Many times, in the months since Chris died at his side in January of last year, George has wondered, too, about what brought him back home to face so much pain and responsibility. “The only thing I can figure is that the kids are better off with me than without,” he said recently during the car ride to pick up a bicycle he had put on layaway for one son’s birthday. “I don’t belong nowhere else and I’d be a real knucklehead of a Dad leaving them to get split up into foster homes.”
While Chris was able to find comfort and support by becoming something of an activist in Pittsburgh’s AIDS community, George has kept his distance – more uncomfortable about being so publicly connected to the disease.

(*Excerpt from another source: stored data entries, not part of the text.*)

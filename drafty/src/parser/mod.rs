//! Markup parser
//!
//! # The High-Level Concept
//!
//! Typed input carries a small inline grammar (`*strong*`, `_emphasized_`,
//! `~deleted~`, `` `code` ``) and literal newlines. Parsing strips the markers,
//! records the styled ranges as spans over the stripped text, and then scans
//! the result for links, mentions and hashtags.
//!
//! # The Algorithm
//!
//! 1. **Lines:**
//!    - Split the input on `\n` (a trailing `\r` is dropped)
//!    - Markup never crosses a line
//!
//! 2. **Markup pass** (see [`markup`]):
//!    - Resolve marker pairs per line into spans with line-local offsets
//!
//! 3. **Line breaks:**
//!    - Join the lines with a single space covered by a `LineBreak` span
//!
//! 4. **Entities** (see [`entities`]):
//!    - Detect URLs, `@mentions` and `#hashtags` on the joined text
//!    - Anchor spans cover the matched text; entities are listed left to right
//!
//! The parser never fails. Input without markup produces a plain document.

pub mod entities;
pub mod markup;

use crate::grapheme::GraphemeIndex;
use crate::model::{Document, Span, SpanKind};
use markup::StyledRange;
use tracing::trace;

/// Parse marked-up text into a document.
pub fn parse(content: &str) -> Document {
    let mut text = String::with_capacity(content.len());
    let mut ranges = Vec::new();

    for (index, line) in content.split('\n').enumerate() {
        let line = line.strip_suffix('\r').unwrap_or(line);
        if index > 0 {
            ranges.push(StyledRange {
                kind: SpanKind::LineBreak,
                start: text.len(),
                end: text.len() + 1,
            });
            text.push(' ');
        }

        let (line_text, line_ranges) = markup::render_line(line);
        let base = text.len();
        ranges.extend(line_ranges.into_iter().map(|range| range.shifted(base)));
        text.push_str(&line_text);
    }

    // Cluster positions are measured on the joined text: a line break or a
    // dropped marker may have merged neighbouring clusters.
    let index = GraphemeIndex::new(&text);
    let mut spans: Vec<Span> = ranges.iter().map(|range| range.to_span(&index)).collect();

    let (anchors, found) = entities::extract(&text);
    spans.extend(anchors);
    trace!(spans = spans.len(), entities = found.len(), "parsed markup");
    Document::from_parts(text, spans, found)
}
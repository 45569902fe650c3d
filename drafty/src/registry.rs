//! Format registry for format discovery and selection
//!
//! This module provides a centralized registry for all available formats.
//! Formats can be registered and retrieved by name or by file extension.

use crate::error::FormatError;
use crate::format::Format;
use crate::model::Document;
use std::collections::HashMap;

/// Registry of document formats
///
/// Provides a centralized registry for all available formats.
/// Formats can be registered and retrieved by name.
///
/// # Examples
///
/// ```ignore
/// use drafty::FormatRegistry;
///
/// let registry = FormatRegistry::default();
/// let doc = registry.parse("*hi* @bob", "markup").unwrap();
/// assert_eq!(registry.serialize(&doc, "markdown").unwrap(), "*hi* @bob");
/// ```
pub struct FormatRegistry {
    formats: HashMap<String, Box<dyn Format>>,
}

impl FormatRegistry {
    /// Create a new empty registry
    pub fn new() -> Self {
        FormatRegistry {
            formats: HashMap::new(),
        }
    }

    /// Register a format
    ///
    /// If a format with the same name already exists, it will be replaced.
    pub fn register<F: Format + 'static>(&mut self, format: F) {
        self.formats
            .insert(format.name().to_string(), Box::new(format));
    }

    /// Get a format by name
    pub fn get(&self, name: &str) -> Result<&dyn Format, FormatError> {
        self.formats
            .get(name)
            .map(|f| f.as_ref())
            .ok_or_else(|| FormatError::FormatNotFound(name.to_string()))
    }

    /// Check if a format exists
    pub fn has(&self, name: &str) -> bool {
        self.formats.contains_key(name)
    }

    /// List all available format names (sorted)
    pub fn list_formats(&self) -> Vec<String> {
        let mut names: Vec<_> = self.formats.keys().cloned().collect();
        names.sort();
        names
    }

    /// Detect format from filename based on file extension
    ///
    /// Returns the format name if a matching extension is found, or None otherwise.
    ///
    /// # Examples
    ///
    /// ```ignore
    /// use drafty::FormatRegistry;
    ///
    /// let registry = FormatRegistry::default();
    /// assert_eq!(registry.detect_format_from_filename("msg.txt"), Some("markup".to_string()));
    /// assert_eq!(registry.detect_format_from_filename("msg.md"), Some("markdown".to_string()));
    /// assert_eq!(registry.detect_format_from_filename("msg.unknown"), None);
    /// ```
    pub fn detect_format_from_filename(&self, filename: &str) -> Option<String> {
        // Extract extension from filename
        let extension = std::path::Path::new(filename)
            .extension()
            .and_then(|ext| ext.to_str())?;

        // Formats are searched by name so that a shared extension resolves
        // the same way every time
        self.list_formats().into_iter().find(|name| {
            self.formats[name.as_str()]
                .file_extensions()
                .contains(&extension)
        })
    }

    /// Parse source text using the specified format
    pub fn parse(&self, source: &str, format: &str) -> Result<Document, FormatError> {
        let fmt = self.get(format)?;
        if !fmt.supports_parsing() {
            return Err(FormatError::NotSupported(format!(
                "Format '{format}' does not support parsing"
            )));
        }
        fmt.parse(source)
    }

    /// Serialize a document using the specified format
    pub fn serialize(&self, doc: &Document, format: &str) -> Result<String, FormatError> {
        self.serialize_with_options(doc, format, &HashMap::new())
    }

    /// Serialize a document using the specified format and options
    pub fn serialize_with_options(
        &self,
        doc: &Document,
        format: &str,
        options: &HashMap<String, String>,
    ) -> Result<String, FormatError> {
        let fmt = self.get(format)?;
        if !fmt.supports_serialization() {
            return Err(FormatError::NotSupported(format!(
                "Format '{format}' does not support serialization"
            )));
        }
        fmt.serialize_with_options(doc, options)
    }

    /// Create a registry with default formats
    pub fn with_defaults() -> Self {
        let mut registry = Self::new();

        // Register built-in formats
        registry.register(crate::formats::markup::MarkupFormat);
        registry.register(crate::formats::json::JsonFormat);
        registry.register(crate::formats::markdown::MarkdownFormat);
        registry.register(crate::formats::plain::PlainFormat);

        registry
    }
}

impl Default for FormatRegistry {
    fn default() -> Self {
        Self::with_defaults()
    }
}
//! Error types for format and document operations

use thiserror::Error;

/// Errors that can occur during format operations
#[derive(Debug, Clone, PartialEq, Error)]
pub enum FormatError {
    /// Format not found in registry
    #[error("Format '{0}' not found")]
    FormatNotFound(String),
    /// Error during parsing
    #[error("Parse error: {0}")]
    ParseError(String),
    /// Error during serialization
    #[error("Serialization error: {0}")]
    SerializationError(String),
    /// Format does not support the operation
    #[error("Operation not supported: {0}")]
    NotSupported(String),
}

/// Errors raised by the document builders.
///
/// Parsing, deserialization and the transforms never fail; only explicit
/// construction with bad arguments does.
#[derive(Debug, Clone, PartialEq, Eq, Error)]
pub enum DraftyError {
    #[error("illegal argument: {0}")]
    IllegalArgument(String),
    #[error("invalid index: {0}")]
    InvalidIndex(String),
}
//! Wire JSON format
//!
//! The form documents are stored and sent in:
//!
//! ```text
//! {"txt": "hi @bob", "fmt": [{"at": 3, "len": 4, "key": 0}], "ent": [{"tp": "MN", "data": {"val": "usr1"}}]}
//! ```
//!
//! Parsing is strict: input that is not JSON, or JSON that is neither a string nor an
//! object, is an error. Use [`Document::deserialize`] for the lenient path.
//!
//! Serialization always writes the object form, even for plain documents, so that the
//! output is valid JSON. The `pretty` option indents it.

use crate::error::FormatError;
use crate::format::{bool_option, check_options, Format};
use crate::model::Document;
use std::collections::HashMap;

/// Format implementation for the wire JSON
pub struct JsonFormat;

impl JsonFormat {
    fn write(doc: &Document, pretty: bool) -> Result<String, FormatError> {
        let json = doc.to_json();
        let written = if pretty {
            serde_json::to_string_pretty(&json)
        } else {
            serde_json::to_string(&json)
        };
        written.map_err(|e| FormatError::SerializationError(e.to_string()))
    }
}

impl Format for JsonFormat {
    fn name(&self) -> &str {
        "json"
    }

    fn description(&self) -> &str {
        "Wire JSON ({txt, fmt, ent})"
    }

    fn file_extensions(&self) -> &[&str] {
        &["json"]
    }

    fn supports_parsing(&self) -> bool {
        true
    }

    fn supports_serialization(&self) -> bool {
        true
    }

    fn parse(&self, source: &str) -> Result<Document, FormatError> {
        Document::from_json(source)
    }

    fn serialize(&self, doc: &Document) -> Result<String, FormatError> {
        Self::write(doc, false)
    }

    fn serialize_with_options(
        &self,
        doc: &Document,
        options: &HashMap<String, String>,
    ) -> Result<String, FormatError> {
        check_options(self.name(), options, &["pretty"])?;
        Self::write(doc, bool_option(options, "pretty")?)
    }
}
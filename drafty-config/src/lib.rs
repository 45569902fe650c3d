//! Shared configuration loader for the drafty tools.
//!
//! `defaults/drafty.default.toml` is embedded into every binary so that docs and
//! runtime behavior stay in sync. Applications layer user-specific files on top
//! of those defaults via [`Loader`] before deserializing into [`DraftyConfig`].

use config::builder::DefaultState;
use config::{Config, ConfigBuilder, ConfigError, File, FileFormat, ValueKind};
use serde::Deserialize;
use std::collections::HashMap;
use std::path::Path;

const DEFAULT_TOML: &str = include_str!("../defaults/drafty.default.toml");

/// Top-level configuration consumed by drafty applications.
#[derive(Debug, Clone, Deserialize)]
pub struct DraftyConfig {
    pub shorten: ShortenConfig,
    pub preview: PreviewConfig,
    pub reply: ReplyConfig,
    pub markdown: MarkdownConfig,
}

/// Knobs of the plain truncation transform.
#[derive(Debug, Clone, Deserialize)]
pub struct ShortenConfig {
    pub length: usize,
    pub strip_heavy: bool,
}

#[derive(Debug, Clone, Deserialize)]
pub struct PreviewConfig {
    pub length: usize,
    pub max_attachments: usize,
}

#[derive(Debug, Clone, Deserialize)]
pub struct ReplyConfig {
    pub length: usize,
    pub max_attachments: usize,
}

/// Markdown output settings.
#[derive(Debug, Clone, Deserialize)]
pub struct MarkdownConfig {
    pub plain_links: bool,
}

impl MarkdownConfig {
    /// The settings as serializer options for the `markdown` format.
    pub fn format_options(&self) -> HashMap<String, String> {
        let mut options = HashMap::new();
        if self.plain_links {
            options.insert("plain-links".to_string(), "true".to_string());
        }
        options
    }
}

/// Helper for layering user overrides over the built-in defaults.
#[derive(Debug, Clone)]
pub struct Loader {
    builder: ConfigBuilder<DefaultState>,
}

impl Loader {
    /// Start a loader seeded with the embedded defaults.
    pub fn new() -> Self {
        let builder = Config::builder().add_source(File::from_str(DEFAULT_TOML, FileFormat::Toml));
        Self { builder }
    }

    /// Layer a configuration file. Missing files trigger an error.
    pub fn with_file(mut self, path: impl AsRef<Path>) -> Self {
        let source = File::from(path.as_ref())
            .format(FileFormat::Toml)
            .required(true);
        self.builder = self.builder.add_source(source);
        self
    }

    /// Layer an optional configuration file (ignored if the file is absent).
    pub fn with_optional_file(mut self, path: impl AsRef<Path>) -> Self {
        let source = File::from(path.as_ref())
            .format(FileFormat::Toml)
            .required(false);
        self.builder = self.builder.add_source(source);
        self
    }

    /// Apply a single key/value override (useful for CLI settings).
    pub fn set_override<I>(mut self, key: &str, value: I) -> Result<Self, ConfigError>
    where
        I: Into<ValueKind>,
    {
        self.builder = self.builder.set_override(key, value)?;
        Ok(self)
    }

    /// Finalize the builder and deserialize the resulting configuration.
    pub fn build(self) -> Result<DraftyConfig, ConfigError> {
        self.builder.build()?.try_deserialize()
    }
}

impl Default for Loader {
    fn default() -> Self {
        Self::new()
    }
}

/// Convenience helper for callers that only need the defaults.
pub fn load_defaults() -> Result<DraftyConfig, ConfigError> {
    Loader::new().build()
}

Even without his wife’s bitterness, the Wellness dinners were an ordeal. He would often complain that the stress of coping on his own was often more manageable than the anxiety he had sharing a meal – good as it was – with several hundred strangers whose only bond is a disease that many would not dare mention at the other dinner tables in their lives.
Then comes the Wellness Center’s 1995 Christmas dinner and concert and everything is changed.
A manager at the Pittsburgh AIDS Task Force has convinced George to attend with daughter Melody and youngest son 11-year-old Matt, on the promise of a small surprise party for Melody’s birthday. Scores of volunteers have worked for weeks to turn a fellowship-worn church hall into a banquet room. There are plum-colored runners topped with lighted candles and centerpiece baskets of sugar-coated fruits and nuts. Each place-setting includes a favor bag of small gifts for each diner.
Before the buffet of citrus salad, stuffed Cornish game hens, potatoes with rosemary, mixed vegetables, home-baked breads and Christmas cookies, hundreds attend the Christmas service in the church. While the changing demographics of AIDS is evident in this group – many more emaciated young women, many more young children chasing each other through hallways than three years ago – most of the organizing, directing and volunteering comes from the gay community.
Indeed, the featured choir, Renaissance City, is made up of gay men, although George does not know that as he sits in the pew, one child on each side. He is a stand-out in the midst of all the holiday finery – men in bright, designer sweaters and jackets, women in rich wool skirts and crisp blouses.
George is a 47-year-old ex-con – tall and gaunt and bald except for a half-circle of curly gray hair running around the back of his head and to the bottom of his neck. He is dressed in jeans, a thread-bare dress shirt, a trucker’s cap and his trademark worn black leather jacket which he removes only when he sits down to eat. It is 10 minutes into the service when he elbows me in the side. “Why didn’t you tell me I had my cap on!” He whispers loudly as he whisks it off his head and crumples it in his large hands. “Feel like a real knucklehead!”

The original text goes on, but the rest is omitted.